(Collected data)
▬▬▬▬▬▬

//! User syncer.

use crate::error::{ConnectorError, ConnectorResult};
use crate::profile::{insert_non_empty, insert_timestamp, split_full_name, timestamp};
use crate::syncer::{Listing, ResourceSyncer};
use rootly_client::{Operation, UpstreamClient, User};
use rootly_model::{
    catalog, Entitlement, Grant, Profile, Resource, ResourceId, ResourceTrait, ResourceType,
    UserStatus, UserTrait,
};
use std::sync::Arc;
use tracing::debug;

/// Lists Rootly users. Users carry no entitlements or grants.
pub struct UserSyncer<U: UpstreamClient> {
    client: Arc<U>,
}

impl<U: UpstreamClient> UserSyncer<U> {
    /// Creates a user syncer.
    pub fn new(client: Arc<U>) -> Self {
        Self { client }
    }
}

/// Picks the first non-empty of name, full name and email.
fn display_name(user: &User) -> &str {
    [&user.name, &user.full_name, &user.email]
        .into_iter()
        .find(|value| !value.is_empty())
        .map(String::as_str)
        .unwrap_or(user.id.as_str())
}

/// Converts an upstream user into a resource.
fn user_resource(user: &User, parent: Option<&ResourceId>) -> Resource {
    let mut profile = Profile::new();
    insert_non_empty(&mut profile, "user_id", &user.id);
    insert_non_empty(&mut profile, "name", &user.name);
    insert_non_empty(&mut profile, "full_name", &user.full_name);
    let (first_name, last_name) = split_full_name(&user.full_name);
    insert_non_empty(&mut profile, "first_name", &first_name);
    insert_non_empty(&mut profile, "last_name", &last_name);
    insert_non_empty(&mut profile, "slack_id", &user.slack_id);
    insert_non_empty(&mut profile, "phone", &user.phone);
    insert_timestamp(&mut profile, "updated_at", &user.updated_at);

    let shape = ResourceTrait::User(UserTrait {
        email: user.email.clone(),
        status: UserStatus::Enabled,
        created_at: timestamp(&user.created_at),
    });

    Resource::new(ResourceId::user(&user.id), display_name(user), shape)
        .with_parent(parent.cloned())
        .with_profile(profile)
}

impl<U: UpstreamClient> ResourceSyncer for UserSyncer<U> {
    fn resource_type(&self) -> &'static ResourceType {
        &catalog::USER
    }

    fn list(&self, parent: Option<&ResourceId>, token: &str) -> ConnectorResult<Listing<Resource>> {
        debug!(resource_type = "user", token, "listing resources");
        let page = self
            .client
            .list_users(token)
            .map_err(ConnectorError::upstream(Operation::ListUsers))?;
        let resources = page.items.iter().map(|u| user_resource(u, parent)).collect();
        Ok(Listing::new(resources, page.next_cursor))
    }

    fn entitlements(
        &self,
        _resource: &Resource,
        _token: &str,
    ) -> ConnectorResult<Listing<Entitlement>> {
        Ok(Listing::done(Vec::new()))
    }

    fn grants(&self, _resource: &Resource, _token: &str) -> ConnectorResult<Listing<Grant>> {
        Ok(Listing::done(Vec::new()))
    }
}

#[cfg(test)]
mod tests {
    use super::*;
    use rootly_client::MockUpstream;

    fn sample() -> User {
        User {
            id: "96913".into(),
            name: String::new(),
            email: "ada@example.com".into(),
            full_name: "Ada Lovelace".into(),
            slack_id: "U024BE7LH".into(),
            created_at: "2025-04-07T08:00:54.675-07:00".into(),
            ..User::default()
        }
    }

    #[test]
    fn display_name_fallbacks() {
        let mut user = sample();
        assert_eq!(display_name(&user), "Ada Lovelace");
        user.name = "ada".into();
        assert_eq!(display_name(&user), "ada");
        user.name.clear();
        user.full_name.clear();
        assert_eq!(display_name(&user), "ada@example.com");
        user.email.clear();
        assert_eq!(display_name(&user), "96913");
    }

    #[test]
    fn builds_user_resource() {
        let resource = user_resource(&sample(), Some(&ResourceId::team("sre")));
        assert_eq!(resource.id, ResourceId::user("96913"));
        assert_eq!(resource.parent_id, Some(ResourceId::team("sre")));
        assert_eq!(resource.profile["first_name"], "Ada");
        assert_eq!(resource.profile["last_name"], "Lovelace");
        assert!(!resource.profile.contains_key("phone"));

        match resource.shape {
            ResourceTrait::User(shape) => {
                assert_eq!(shape.email, "ada@example.com");
                assert_eq!(shape.status, UserStatus::Enabled);
                assert_eq!(shape.created_at.as_deref(), Some("2025-04-07T15:00:54.675Z"));
            }
            other => panic!("expected user trait, got {:?}", other),
        }
    }

    #[test]
    fn lists_pages_with_upstream_cursor() {
        let mock = MockUpstream::new()
            .with_page_size(1)
            .with_user(sample())
            .with_user(User {
                id: "97487".into(),
                name: "grace".into(),
                ..User::default()
            });
        let syncer = UserSyncer::new(Arc::new(mock));

        let first = syncer.list(None, "").unwrap();
        assert_eq!(first.items.len(), 1);
        assert!(first.has_more());

        let second = syncer.list(None, &first.next_token).unwrap();
        assert_eq!(second.items[0].display_name, "grace");
        assert!(!second.has_more());
    }

    #[test]
    fn users_have_no_grants() {
        let syncer = UserSyncer::new(Arc::new(MockUpstream::new()));
        let resource = user_resource(&sample(), None);
        assert!(syncer.entitlements(&resource, "").unwrap().items.is_empty());
        let grants = syncer.grants(&resource, "").unwrap();
        assert!(grants.items.is_empty());
        assert!(!grants.has_more());
    }
}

▬▬▬▬▬▬

Every line in the records above that contains the word "ConnectorError" should be copied out.

* **EXERCISE SOLUTION**
use crate::error::{ConnectorError, ConnectorResult};
            .map_err(ConnectorError::upstream(Operation::ListUsers))?;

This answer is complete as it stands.